Ja też to tak odczuwam: przywilejem jest po prostu być w tej sali. Dlatego nazwałam ją totalnym dziełem sztuki – bo wygląda jak wspaniały obiekt architektoniczno-plastyczny i brzmi jak znakomity instrument. To taki stradivarius wśród sal. Ja mam trochę dalej z domu do tego cuda niż 60jerzy 🙁 ale będę przyjeżdżać. Teraz jeszcze siedzę tu dwa dni – dziś „otwieramy” salę kameralną z Kwartetem Śląskim, a jutro Wiedeńczycy. A na LSO z AP i PA też przyjeżdżam – będzie niezły zlot blogowy 🙂 Już się cieszymy.
60jerzy, dzięki za wrażenia. To przywraca (przynajmniej trochę) wiarę, że jednak da się.

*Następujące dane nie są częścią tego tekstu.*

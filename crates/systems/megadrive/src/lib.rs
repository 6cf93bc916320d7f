//! Sega Mega Drive / Genesis VDP memory decoding.
//!
//! Reads CRAM, VRAM, VSRAM, the sprite attribute table and the VDP register
//! block from a snapshot and assembles them into a `FrameIR`.

pub mod palette;
pub mod scroll;
pub mod sprites;
pub mod tilemap;
pub mod tiles;
pub mod vdp;

use ir_core::error::DecodeError;
use ir_core::ir::{FrameIR, Layer, LayerKind, Palette, Scroll};
use ir_core::logging::{log, LogCategory, LogLevel};
use ir_core::ppu::palette::{parse_hex, ResolvedPalette};
use ir_core::snapshot::{MemorySnapshot, Region};
use ir_core::system::SystemId;
use ir_core::Adapter;

use scroll::Plane;
use vdp::VdpLayout;

/// Cell palette selectors 0-3 map straight onto the four CRAM lines.
const PALETTE_GROUP: [usize; 4] = [0, 1, 2, 3];

#[derive(Debug, Clone, Copy, Default)]
pub struct MegaDriveAdapter;

impl MegaDriveAdapter {
    pub fn new() -> Self {
        Self
    }

    fn decode_palettes(&self, snapshot: &MemorySnapshot, frame: &mut FrameIR) {
        let Some(cram) = snapshot.region(Region::Cram) else {
            frame.diagnostics.push("CRAM unavailable: palettes not decoded");
            return;
        };
        match palette::decode(cram) {
            Ok(palettes) => frame.palettes = palettes,
            Err(DecodeError::EmptyData { .. }) => frame
                .diagnostics
                .push("CRAM is all zero: palettes not decoded, retry on a later snapshot"),
            Err(err) => frame.diagnostics.push(format!("palettes not decoded: {}", err)),
        }
    }

    /// Tiles are previewed with palette line 0 when it decoded. A VRAM
    /// capture shorter than 64 KiB still yields the whole tiles it holds.
    fn decode_tiles(&self, vram: &[u8], frame: &mut FrameIR) {
        let preview = frame
            .palettes
            .first()
            .map(Palette::resolve)
            .unwrap_or_else(ResolvedPalette::grayscale);
        let decoded = match tiles::decode_with_preview(vram, 0, tiles::DEFAULT_TILE_COUNT, &preview) {
            Ok(decoded) => decoded,
            Err(err) => {
                let partial =
                    tiles::decode_available(vram, 0, tiles::DEFAULT_TILE_COUNT, &preview);
                frame.diagnostics.push(format!(
                    "pattern RAM truncated ({}): decoded the {} whole tiles present",
                    err,
                    partial.len()
                ));
                partial
            }
        };
        frame.tilesets.push(tiles::tileset(decoded));
    }

    fn build_layers(
        &self,
        vram: &[u8],
        vsram: Option<&[u8]>,
        layout: &VdpLayout,
        frame: &mut FrameIR,
    ) {
        if layout.hscroll_table_base.is_none() {
            frame
                .diagnostics
                .push("horizontal scroll table unknown without registers: plane x scroll read as 0");
        }
        if vsram.is_none() {
            frame
                .diagnostics
                .push("VSRAM unavailable: plane y scroll read as 0");
        }

        let size = layout.plane_size;
        let planes = [
            ("Plane A", Some(Plane::A), layout.plane_a_base, size.width, size.height, 1),
            ("Plane B", Some(Plane::B), layout.plane_b_base, size.width, size.height, 0),
        ];
        for (name, plane, base, width, height, order) in planes {
            self.push_layer(vram, vsram, layout, frame, name, plane, base, (width, height), order);
        }

        if layout.window_base != 0 {
            self.push_layer(
                vram,
                vsram,
                layout,
                frame,
                "Window",
                None,
                layout.window_base,
                (layout.window_width(), 32),
                2,
            );
        }
    }

    #[allow(clippy::too_many_arguments)]
    fn push_layer(
        &self,
        vram: &[u8],
        vsram: Option<&[u8]>,
        layout: &VdpLayout,
        frame: &mut FrameIR,
        name: &str,
        plane: Option<Plane>,
        base: usize,
        (width, height): (u32, u32),
        priority_order: u32,
    ) {
        let built = tilemap::build(vram, base, width, height);
        if built.truncated_cells > 0 {
            frame.diagnostics.push(format!(
                "{} name table at 0x{:04X} truncated: {} cells past end of VRAM",
                name, base, built.truncated_cells
            ));
        }

        // The window plane does not scroll
        let scroll = match plane {
            Some(plane) => {
                let read = scroll::plane_scroll(vram, vsram, layout, plane);
                if read.truncated_lines > 0 {
                    frame.diagnostics.push(format!(
                        "{} horizontal scroll table truncated: {} lines read as 0",
                        name, read.truncated_lines
                    ));
                }
                if read.truncated_columns > 0 {
                    frame.diagnostics.push(format!(
                        "{} vertical scroll truncated: {} VSRAM entries read as 0",
                        name, read.truncated_columns
                    ));
                }
                read.scroll
            }
            None => Scroll::default(),
        };

        frame.layers.push(Layer {
            name: name.to_string(),
            kind: if plane.is_some() {
                LayerKind::Background
            } else {
                LayerKind::Window
            },
            tileset: 0,
            tilemap: built.tilemap,
            palette_group: PALETTE_GROUP.to_vec(),
            scroll,
            wrap: true,
            priority_order,
        });
    }

    fn decode_sprites(
        &self,
        snapshot: &MemorySnapshot,
        vram: &[u8],
        layout: &VdpLayout,
        frame: &mut FrameIR,
    ) {
        let table = match snapshot.region(Region::Sat) {
            Some(sat) => sat,
            None => {
                let start = layout.sprite_table_base;
                match vram.get(start..start + sprites::SAT_SIZE) {
                    Some(table) => table,
                    None => {
                        frame.diagnostics.push(format!(
                            "sprite table at 0x{:04X} lies outside VRAM: sprites not decoded",
                            start
                        ));
                        return;
                    }
                }
            }
        };
        if frame.palettes.is_empty() {
            frame
                .diagnostics
                .push("sprites not assembled: palettes unavailable");
            return;
        }
        match sprites::decode(table, vram, &frame.palettes) {
            Ok(decoded) => frame.sprites = decoded,
            Err(err) => frame.diagnostics.push(format!("sprites not decoded: {}", err)),
        }
    }
}

impl Adapter for MegaDriveAdapter {
    fn system(&self) -> SystemId {
        SystemId::MegaDrive
    }

    fn regions(&self) -> &'static [Region] {
        &[Region::Vram, Region::Cram, Region::Vsram, Region::Sat, Region::Regs]
    }

    fn build_frame_ir(&self, snapshot: &MemorySnapshot) -> FrameIR {
        let mut frame = FrameIR::new(SystemId::MegaDrive);

        self.decode_palettes(snapshot, &mut frame);

        let layout = vdp::parse(snapshot.region(Region::Regs));
        if layout.from_defaults {
            frame
                .diagnostics
                .push("VDP registers unavailable: using default layout (approximation)");
        }

        match snapshot.region(Region::Vram) {
            Some(vram) => {
                self.decode_tiles(vram, &mut frame);
                self.build_layers(vram, snapshot.region(Region::Vsram), &layout, &mut frame);
                self.decode_sprites(snapshot, vram, &layout, &mut frame);
            }
            None => frame
                .diagnostics
                .push("pattern RAM unavailable: tiles, layers and sprites not decoded"),
        }

        if let Some((line, index)) = layout.backdrop {
            frame.backdrop = frame
                .palettes
                .get(line as usize)
                .and_then(|p| parse_hex(&p.colors[index as usize]));
        }

        match snapshot.framebuffer_image() {
            Ok(Some(image)) => frame.framebuffer = Some(image),
            Ok(None) => frame.diagnostics.push("framebuffer unavailable"),
            Err(err) => frame.diagnostics.push(format!("framebuffer ignored: {}", err)),
        }

        log(LogCategory::Adapter, LogLevel::Info, || {
            format!(
                "Mega Drive frame: {} palettes, {} tiles, {} layers, {} sprites, {} diagnostics",
                frame.palettes.len(),
                frame.tilesets.first().map_or(0, |t| t.tiles.len()),
                frame.layers.len(),
                frame.sprites.len(),
                frame.diagnostics.len()
            )
        });
        frame
    }
}
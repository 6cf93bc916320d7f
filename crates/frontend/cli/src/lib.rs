//! Command-line frontend: system registry, snapshot directories, PNG files
//! and settings around the decoding pipeline.

pub mod commands;
pub mod image_io;
pub mod registry;
pub mod settings;
pub mod snapshot_dir;

pub use registry::{lookup, SystemAdapter};
pub use settings::Settings;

Co do nagrań – KZ ma pozycję i status, które pozwalają mu realizować nagrania samodzielnie. Jeśli jednak chce nagrywać, powinien po prostu sprzedawać pliki HD przez internet.
To moja stara śpiewka, ale to przyszłość odtwarzania i dystrybucji muzyki, czy mejdżorsi tego chcą, czy nie.
Ze strony NOSPR (ze zdjęciami):
http://www.nospr.org.pl/pl/aktualnosci/15/nowy-sezon-w-nowej-sali-rozpoczety
Gostku, KZ raczej nie chciałby nagrywać w ogóle, bo uważa, że nagrania są nędzną namiastką wydarzenia zwanego publicznym wykonywaniem muzyki (studio nie jest w stanie dać mu tej frajdy i tego kopa, co występy przed publicznością). Dobrze, że przynajmniej dla muzyki polskiej chce robić wyjątki…
A DG po prostu do dziś jeszcze nie wybrało drugiego utworu na płytę z Lutosem. Tak jakby to takie trudne było. Motywacja zapewne jest taka: przecież to poprzednie nagranie wciąż jest na rynku (rozmnożone w Roku Lutosławskiego), więc po co jakieś tam kolejne, jakiegoś tam Lutosławskiego. 👿
O, nawet Maestro Kord siedzi sobie…
A dobór utworu do koncertu to jest łatwy dla muzykologa albo melomana. Dla księgowego już mniej.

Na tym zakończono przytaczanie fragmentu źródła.